Situation. For the general situation of persecution in Rome, see the introduction to 1 Peter. Assuming Pauline authorship, Paul writes 2 Timothy while imprisoned in Rome, awaiting probable execution; he wants Timothy to join him before it is too late (2 Tim. 4:21). Paul was probably released after his imprisonment in Acts 28 (see comment on Acts 28:30) and undertook the missions presupposed in 2 Timothy; then he was rearrested, this time during Nero’s massive repression of Christians. He was most likely beheaded under Nero in a.d. 64.
Paul’s opponents have spread in the province of Asia, and the situation has become much worse since Paul wrote 1 Timothy (2 Tim. 1:15). Paul could be discouraged; like Jeremiah in the Old Testament, his life is to end while God’s people are turned away from him, and he will not live to see the fruit of his ministry. His consolation, however, is that he has been faithful to God (2 Tim. 4:7-8), and he exhorts Timothy to follow in his paths no matter what the cost. (That the letter was preserved almost certainly indicates that Timothy did persevere.) The letter is dominated by the themes of persecution from outside the church and false teaching within, and Paul’s final exhortation to a young minister is to focus on the Scriptures and the sound teaching to be found in them.
Genre. In many ways, Paul’s final letter resembles the letters of moral exhortation written by philosophers to their disciples. But as a letter sent before his death, it also resembles Jewish tracts called “testaments,” in which a dying leader imparted his final wisdom to his sons or followers, wisdom also of value to subsequent readers. Although most testaments were pseudepigraphic and Paul may have written this letter only for Timothy, the similar situation envisioned gives 2 Timothy the force of a testament: Paul’s ultimate wisdom for young ministers.
 

Bible Background Commentary - The IVP Bible Background Commentary – New Testament.

2 Timothy 1:1-7
Introduction and Thanksgiving
1:1-2. Paul modifies the normal opening of letters (author, to addressees, greetings—a word related to “grace”) in his characteristically Christian way. Both rabbis and philosophers could call their disciples “sons.”

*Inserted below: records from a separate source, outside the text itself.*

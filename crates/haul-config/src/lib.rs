//! # haul-config
//!
//! Layered configuration loading for Haulage using figment.
//!
//! Configuration sources (in priority order, highest wins):
//! 1. Environment variables (`HAUL_*` prefix, `__` as separator)
//! 2. Project-level `.haulage/config.toml`
//! 3. User-level `~/.config/haulage/config.toml`
//! 4. Built-in defaults
//!
//! # Environment Variable Mapping
//!
//! Figment maps `HAUL_BACKEND__URL` -> `backend.url`,
//! `HAUL_SESSION__TTL_SECS` -> `session.ttl_secs`, etc.
//!
//! # Usage
//!
//! ```no_run
//! use haul_config::HaulConfig;
//!
//! let config = HaulConfig::load_with_dotenv().expect("config");
//! config.validate().expect("valid config");
//!
//! if config.backend.is_configured() {
//!     println!("Backend: {}", config.backend.url);
//! }
//! ```

mod backend;
mod error;
mod guard;
mod heartbeat;
mod session;

pub use backend::BackendConfig;
pub use error::ConfigError;
pub use guard::GuardConfig;
pub use heartbeat::HeartbeatConfig;
pub use session::SessionConfig;

use figment::{
    Figment,
    providers::{Env, Format, Serialized, Toml},
};
use serde::{Deserialize, Serialize};
use std::path::PathBuf;

#[derive(Debug, Clone, Default, Deserialize, Serialize)]
pub struct HaulConfig {
    #[serde(default)]
    pub backend: BackendConfig,
    #[serde(default)]
    pub session: SessionConfig,
    #[serde(default)]
    pub guard: GuardConfig,
    #[serde(default)]
    pub heartbeat: HeartbeatConfig,
}

impl HaulConfig {
    /// Load configuration from TOML files and environment variables.
    ///
    /// Does NOT call `dotenvy`; use [`Self::load_with_dotenv`] for `.env` support.
    ///
    /// # Errors
    ///
    /// Returns `ConfigError::Figment` if a source cannot be read or a value
    /// has the wrong type.
    pub fn load() -> Result<Self, ConfigError> {
        Self::figment().extract().map_err(ConfigError::from)
    }

    /// Load configuration after reading the nearest `.env` file.
    ///
    /// A missing `.env` is not an error.
    ///
    /// # Errors
    ///
    /// Same as [`Self::load`].
    pub fn load_with_dotenv() -> Result<Self, ConfigError> {
        let _ = dotenvy::dotenv();
        Self::load()
    }

    /// Build the figment provider chain.
    ///
    /// Public so tests can add providers on top.
    pub fn figment() -> Figment {
        let mut figment = Figment::from(Serialized::defaults(Self::default()));

        if let Some(global_path) = Self::global_config_path() {
            if global_path.exists() {
                figment = figment.merge(Toml::file(global_path));
            }
        }

        let local_path = PathBuf::from(".haulage/config.toml");
        if local_path.exists() {
            figment = figment.merge(Toml::file(local_path));
        }

        figment.merge(Env::prefixed("HAUL_").split("__"))
    }

    /// Reject values that would make the session gate misbehave.
    ///
    /// # Errors
    ///
    /// Returns `ConfigError::InvalidValue` naming the first offending field.
    pub fn validate(&self) -> Result<(), ConfigError> {
        if self.session.ttl_secs == 0 {
            return Err(invalid("session.ttl_secs", "must be greater than zero"));
        }
        if self.session.namespace.trim().is_empty() {
            return Err(invalid("session.namespace", "must not be empty"));
        }
        if self.heartbeat.interval_secs == 0 {
            return Err(invalid("heartbeat.interval_secs", "must be greater than zero"));
        }
        for (field, route) in [
            ("guard.public_route", &self.guard.public_route),
            ("guard.dashboard_route", &self.guard.dashboard_route),
        ] {
            if !route.starts_with('/') {
                return Err(invalid(field, "must start with '/'"));
            }
        }
        Ok(())
    }

    /// Require the backend section, for commands that talk to the network.
    ///
    /// # Errors
    ///
    /// Returns `ConfigError::NotConfigured` if `backend.url` or
    /// `backend.anon_key` is empty.
    pub fn require_backend(&self) -> Result<&BackendConfig, ConfigError> {
        if self.backend.is_configured() {
            Ok(&self.backend)
        } else {
            Err(ConfigError::NotConfigured {
                section: "backend".into(),
            })
        }
    }

    fn global_config_path() -> Option<PathBuf> {
        dirs::config_dir().map(|p| p.join("haulage").join("config.toml"))
    }
}

fn invalid(field: &str, reason: &str) -> ConfigError {
    ConfigError::InvalidValue {
        field: field.into(),
        reason: reason.into(),
    }
}
use thiserror::Error;

#[derive(Debug, Error)]
pub enum AuthError {
    #[error("remote backend error: {0}")]
    Remote(String),

    #[error("token store error: {0}")]
    TokenStoreError(String),

    #[error("session cache error: {0}")]
    CacheError(String),

    #[error("not configured: {0}")]
    NotConfigured(String),
}
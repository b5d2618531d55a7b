mod auth;
mod guard;
mod presence;

use haul_config::HaulConfig;

use crate::cli::{Commands, GlobalFlags};

pub async fn dispatch(
    command: Commands,
    flags: &GlobalFlags,
    config: &HaulConfig,
) -> anyhow::Result<()> {
    match command {
        Commands::Auth { action } => auth::handle(&action, flags, config).await,
        Commands::Guard(args) => guard::handle(&args, flags, config).await,
        Commands::Presence { action } => presence::handle(&action, flags, config).await,
    }
}
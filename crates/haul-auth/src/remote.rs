//! Contract of the hosted identity/profile backend.

use std::future::Future;

use chrono::{DateTime, Utc};
use haul_core::{Identity, Role};

use crate::error::AuthError;

/// Remote identity provider plus profile store.
///
/// Every method fails with [`AuthError::Remote`] on transport or backend
/// failure. "Nobody signed in" and "no profile row" are `Ok(None)`.
pub trait RemoteBackend: Send + Sync + 'static {
    /// Identity behind the current credentials, if any.
    fn current_identity(&self)
    -> impl Future<Output = Result<Option<Identity>, AuthError>> + Send;

    /// Role stored on the profile record keyed by `identity_id`.
    fn profile_role(
        &self,
        identity_id: &str,
    ) -> impl Future<Output = Result<Option<Role>, AuthError>> + Send;

    /// Persist a last-active timestamp on the profile record.
    fn update_last_active(
        &self,
        identity_id: &str,
        at: DateTime<Utc>,
    ) -> impl Future<Output = Result<(), AuthError>> + Send;
}
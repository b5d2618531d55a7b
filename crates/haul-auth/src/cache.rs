//! Persisted snapshot of the last resolved session.
//!
//! One JSON file per namespace, `<dir>/<namespace>.session.json`, holding
//! `{version, user, role, timestamp}` with the timestamp in milliseconds
//! since the Unix epoch. Reads never fail: a missing, corrupt, outdated, or
//! expired entry is simply absent.

use std::fs;
use std::path::{Path, PathBuf};
use std::sync::Arc;
use std::time::Duration;

use chrono::{DateTime, Utc};
use haul_config::SessionConfig;
use haul_core::{Identity, Role};
use serde::{Deserialize, Serialize};

use crate::clock::Clock;
use crate::error::AuthError;

/// Bumped whenever the record layout changes; older entries read as absent.
pub const CACHE_SCHEMA_VERSION: u32 = 1;

/// Default lifetime of a cached session (30 minutes).
pub const DEFAULT_SESSION_TTL: Duration = Duration::from_secs(30 * 60);

#[derive(Debug, Serialize, Deserialize)]
struct CacheRecord {
    version: u32,
    user: Identity,
    role: Option<Role>,
    timestamp: i64,
}

#[derive(Deserialize)]
struct VersionProbe {
    version: Option<u32>,
}

/// A cache hit.
#[derive(Debug, Clone, PartialEq, Eq)]
pub struct CachedSession {
    pub user: Identity,
    pub role: Option<Role>,
    pub cached_at: DateTime<Utc>,
}

pub struct SessionCache {
    path: PathBuf,
    ttl_ms: i64,
    clock: Arc<dyn Clock>,
}

impl std::fmt::Debug for SessionCache {
    fn fmt(&self, f: &mut std::fmt::Formatter<'_>) -> std::fmt::Result {
        f.debug_struct("SessionCache")
            .field("path", &self.path)
            .field("ttl_ms", &self.ttl_ms)
            .finish_non_exhaustive()
    }
}

impl SessionCache {
    pub fn new(dir: impl AsRef<Path>, namespace: &str, ttl: Duration, clock: Arc<dyn Clock>) -> Self {
        Self {
            path: dir.as_ref().join(format!("{namespace}.session.json")),
            ttl_ms: i64::try_from(ttl.as_millis()).unwrap_or(i64::MAX),
            clock,
        }
    }

    /// Build from the `[session]` config section.
    ///
    /// # Errors
    ///
    /// Returns `AuthError::NotConfigured` if no cache directory can be determined.
    pub fn from_config(config: &SessionConfig, clock: Arc<dyn Clock>) -> Result<Self, AuthError> {
        let dir = config.resolved_cache_dir().ok_or_else(|| {
            AuthError::NotConfigured("no cache directory available; set session.cache_dir".into())
        })?;
        Ok(Self::new(
            dir,
            &config.namespace,
            Duration::from_secs(config.ttl_secs),
            clock,
        ))
    }

    #[must_use]
    pub fn path(&self) -> &Path {
        &self.path
    }

    /// The cached session, unless missing, malformed, outdated, or older than the TTL.
    #[must_use]
    pub fn read(&self) -> Option<CachedSession> {
        let raw = fs::read_to_string(&self.path).ok()?;

        let probe: VersionProbe = match serde_json::from_str(&raw) {
            Ok(probe) => probe,
            Err(error) => {
                tracing::debug!(%error, path = %self.path.display(), "ignoring malformed session cache");
                return None;
            }
        };
        if probe.version != Some(CACHE_SCHEMA_VERSION) {
            tracing::debug!(found = ?probe.version, expected = CACHE_SCHEMA_VERSION, "ignoring outdated session cache");
            return None;
        }

        let record: CacheRecord = match serde_json::from_str(&raw) {
            Ok(record) => record,
            Err(error) => {
                tracing::debug!(%error, "ignoring malformed session cache");
                return None;
            }
        };

        let Some(age_ms) = self
            .clock
            .now()
            .timestamp_millis()
            .checked_sub(record.timestamp)
            .filter(|age| *age >= 0)
        else {
            tracing::debug!(timestamp = record.timestamp, "ignoring session cache with bad timestamp");
            return None;
        };
        if age_ms > self.ttl_ms {
            tracing::debug!(age_ms, ttl_ms = self.ttl_ms, "session cache expired");
            return None;
        }

        Some(CachedSession {
            user: record.user,
            role: record.role,
            cached_at: DateTime::from_timestamp_millis(record.timestamp)?,
        })
    }

    /// Overwrite the entry with `{user, role}` stamped at the current time.
    ///
    /// # Errors
    ///
    /// Returns `AuthError::CacheError` if the file cannot be written.
    pub fn write(&self, user: &Identity, role: Option<Role>) -> Result<(), AuthError> {
        let record = CacheRecord {
            version: CACHE_SCHEMA_VERSION,
            user: user.clone(),
            role,
            timestamp: self.clock.now().timestamp_millis(),
        };
        let json = serde_json::to_string(&record)
            .map_err(|e| AuthError::CacheError(format!("serialize: {e}")))?;

        if let Some(parent) = self.path.parent() {
            fs::create_dir_all(parent).map_err(|e| {
                AuthError::CacheError(format!("mkdir {}: {e}", parent.display()))
            })?;
            #[cfg(unix)]
            {
                use std::os::unix::fs::PermissionsExt;
                if let Err(e) = fs::set_permissions(parent, fs::Permissions::from_mode(0o700)) {
                    tracing::warn!("failed to chmod 0700 {}: {e}", parent.display());
                }
            }
        }

        fs::write(&self.path, json)
            .map_err(|e| AuthError::CacheError(format!("write {}: {e}", self.path.display())))?;

        #[cfg(unix)]
        {
            use std::os::unix::fs::PermissionsExt;
            fs::set_permissions(&self.path, fs::Permissions::from_mode(0o600)).map_err(|e| {
                AuthError::CacheError(format!("chmod {}: {e}", self.path.display()))
            })?;
        }

        Ok(())
    }

    /// Remove the entry. Removing an absent entry succeeds.
    ///
    /// # Errors
    ///
    /// Returns `AuthError::CacheError` if an existing file cannot be removed.
    pub fn clear(&self) -> Result<(), AuthError> {
        match fs::remove_file(&self.path) {
            Ok(()) => Ok(()),
            Err(e) if e.kind() == std::io::ErrorKind::NotFound => Ok(()),
            Err(e) => Err(AuthError::CacheError(format!(
                "remove {}: {e}",
                self.path.display()
            ))),
        }
    }
}

#[cfg(test)]
mod tests {
    use super::*;
    use crate::clock::ManualClock;
    use chrono::TimeDelta;
    use pretty_assertions::assert_eq;
    use rstest::rstest;
    use tempfile::TempDir;

    fn cache_with_clock(dir: &TempDir) -> (SessionCache, ManualClock) {
        let clock = ManualClock::new(Utc::now());
        let cache = SessionCache::new(
            dir.path(),
            "haulage-test",
            DEFAULT_SESSION_TTL,
            Arc::new(clock.clone()),
        );
        (cache, clock)
    }

    fn driver() -> Identity {
        Identity::new("u-driver").with_email("driver@haulage.test", true)
    }

    #[test]
    fn write_then_read_returns_written_pair() {
        let dir = TempDir::new().expect("tmp dir");
        let (cache, clock) = cache_with_clock(&dir);

        cache.write(&driver(), Some(Role::Driver)).expect("write");
        clock.advance(TimeDelta::minutes(10));

        let hit = cache.read().expect("cache hit");
        assert_eq!(hit.user, driver());
        assert_eq!(hit.role, Some(Role::Driver));
    }

    #[test]
    fn unset_role_is_cached_as_none() {
        let dir = TempDir::new().expect("tmp dir");
        let (cache, _clock) = cache_with_clock(&dir);

        cache.write(&driver(), None).expect("write");
        assert_eq!(cache.read().expect("cache hit").role, None);
    }

    #[rstest]
    #[case(TimeDelta::milliseconds(1_800_000), true)]
    #[case(TimeDelta::milliseconds(1_800_001), false)]
    #[case(TimeDelta::hours(5), false)]
    fn ttl_boundary(#[case] age: TimeDelta, #[case] served: bool) {
        let dir = TempDir::new().expect("tmp dir");
        let (cache, clock) = cache_with_clock(&dir);

        cache.write(&driver(), Some(Role::Driver)).expect("write");
        clock.advance(age);
        assert_eq!(cache.read().is_some(), served);
    }

    #[test]
    fn clear_then_read_is_absent_and_idempotent() {
        let dir = TempDir::new().expect("tmp dir");
        let (cache, _clock) = cache_with_clock(&dir);

        cache.write(&driver(), Some(Role::Admin)).expect("write");
        cache.clear().expect("clear");
        assert!(cache.read().is_none());
        cache.clear().expect("second clear");
        assert!(cache.read().is_none());
    }

    #[test]
    fn malformed_entry_reads_as_absent() {
        let dir = TempDir::new().expect("tmp dir");
        let (cache, clock) = cache_with_clock(&dir);

        std::fs::write(cache.path(), "{not json").expect("write garbage");
        assert!(cache.read().is_none());

        std::fs::write(cache.path(), r#"{"version":1,"user":"nope"}"#).expect("write bad shape");
        assert!(cache.read().is_none());

        let overflowing = serde_json::json!({
            "version": CACHE_SCHEMA_VERSION,
            "user": {"id": "u-1"},
            "role": "admin",
            "timestamp": i64::MIN,
        });
        std::fs::write(cache.path(), overflowing.to_string()).expect("write");
        assert!(cache.read().is_none());

        let from_the_future = serde_json::json!({
            "version": CACHE_SCHEMA_VERSION,
            "user": {"id": "u-1"},
            "role": "admin",
            "timestamp": clock.now().timestamp_millis() + 60_000,
        });
        std::fs::write(cache.path(), from_the_future.to_string()).expect("write");
        assert!(cache.read().is_none());
    }

    #[test]
    fn schema_version_mismatch_reads_as_absent() {
        let dir = TempDir::new().expect("tmp dir");
        let (cache, clock) = cache_with_clock(&dir);

        let stale = serde_json::json!({
            "version": 0,
            "user": {"id": "u-1"},
            "role": "admin",
            "timestamp": clock.now().timestamp_millis(),
        });
        std::fs::write(cache.path(), stale.to_string()).expect("write");
        assert!(cache.read().is_none());

        let unversioned = serde_json::json!({
            "user": {"id": "u-1"},
            "role": "admin",
            "timestamp": clock.now().timestamp_millis(),
        });
        std::fs::write(cache.path(), unversioned.to_string()).expect("write");
        assert!(cache.read().is_none());
    }

    #[test]
    fn namespace_selects_file() {
        let dir = TempDir::new().expect("tmp dir");
        let clock: Arc<dyn Clock> = Arc::new(ManualClock::new(Utc::now()));
        let ops = SessionCache::new(dir.path(), "ops", DEFAULT_SESSION_TTL, Arc::clone(&clock));
        let portal = SessionCache::new(dir.path(), "portal", DEFAULT_SESSION_TTL, clock);

        ops.write(&driver(), Some(Role::Driver)).expect("write");
        assert!(ops.read().is_some());
        assert!(portal.read().is_none());
        assert!(ops.path().ends_with("ops.session.json"));
    }
}
use clap::Parser;

mod bootstrap;
mod cli;
mod commands;
mod output;

#[tokio::main]
async fn main() {
    if let Err(error) = run().await {
        eprintln!("haul error: {error:#}");
        std::process::exit(1);
    }
}

async fn run() -> anyhow::Result<()> {
    let cli = cli::Cli::parse();
    init_tracing(cli.quiet, cli.verbose)?;

    let flags = cli.global_flags();
    let config = bootstrap::load_config()?;
    commands::dispatch(cli.command, &flags, &config).await
}

fn init_tracing(quiet: bool, verbose: bool) -> anyhow::Result<()> {
    let level = if quiet {
        "error"
    } else if verbose {
        "debug"
    } else {
        "warn"
    };

    let filter = tracing_subscriber::EnvFilter::try_from_env("HAUL_LOG")
        .unwrap_or_else(|_| tracing_subscriber::EnvFilter::new(level));

    tracing_subscriber::fmt()
        .with_env_filter(filter)
        .with_writer(std::io::stderr)
        .try_init()
        .map_err(|error| anyhow::anyhow!("failed to initialize tracing subscriber: {error}"))?;

    Ok(())
}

1:3. Ancient letters frequently included thanksgivings to God or gods on behalf of the addressee, who was often praised in the thanksgiving. “Unceasingly” or “constantly” probably means in Paul’s regular times of prayer. Many Palestinian Jews prayed during the morning and afternoon offerings in the temple; they also said special blessings on rising in the morning and going to bed at night. Palestinian Jews reckoned days from sundown to sundown, so “night and day” is not an unnatural sequence. (One should not read too much into Paul’s sequence, of course; the same sequence occurs not only in Jewish texts like Judith and 4 Ezra but also in strictly Latin texts like Horace, Quintilian and Cicero. In contrast, Josephus and usually the Septuagint, as well as the Roman writer Martial, could say “day and night,” and the New Testament references are not consistent. “Night and day” seems to have been the more common idiom.)
1:4. Expressions of longing were common in ancient letters of friendship, signifying the deepest intimacy. (This is not, as one commentator thought, a poor imitation of Romans 1:11 or other passages!) In the East, tears were an appropriate expression of sadness for troubled or long partings.
1:5. Even though fathers were responsible for their sons’ education, Judaism and Greco-Roman aristocrats wanted mothers to be knowledgeable so they could impart knowledge to their young children. (This is true even though Judaism did not provide women advanced education in the law, and even though Greco-Roman society generally reserved rhetorical and philosophical training for men.) Until the age of seven a Roman boy’s mother was his main formative influence; many thought that children should not be taught reading until age seven, but others wished to begin it much earlier, even at the age of three. Jewish Scripture education began by the age of five or six, although this education always emphasized memorization and recitation more than reading skills.
The “faith” of Timothy’s mother and grandmother was Jewish (Jewish Christian by the time Paul met them—Acts 16:1). Jewish fathers were primarily responsible for their son’s instruction in the law, but Timothy’s father was a Gentile (Acts 16:1, 3). Those without a living religious father also learned from grandmothers if they were still living (cf. Tobit 1:8).
Most education included corporal discipline, but some ancient education experts stressed instead encouraging the child, making him or her feel successful, provoking competition and making learning enjoyable (Quintilian). Ancient writers differed on whether public instructors or home schooling was better, provided the former held classes small enough to permit private instruction.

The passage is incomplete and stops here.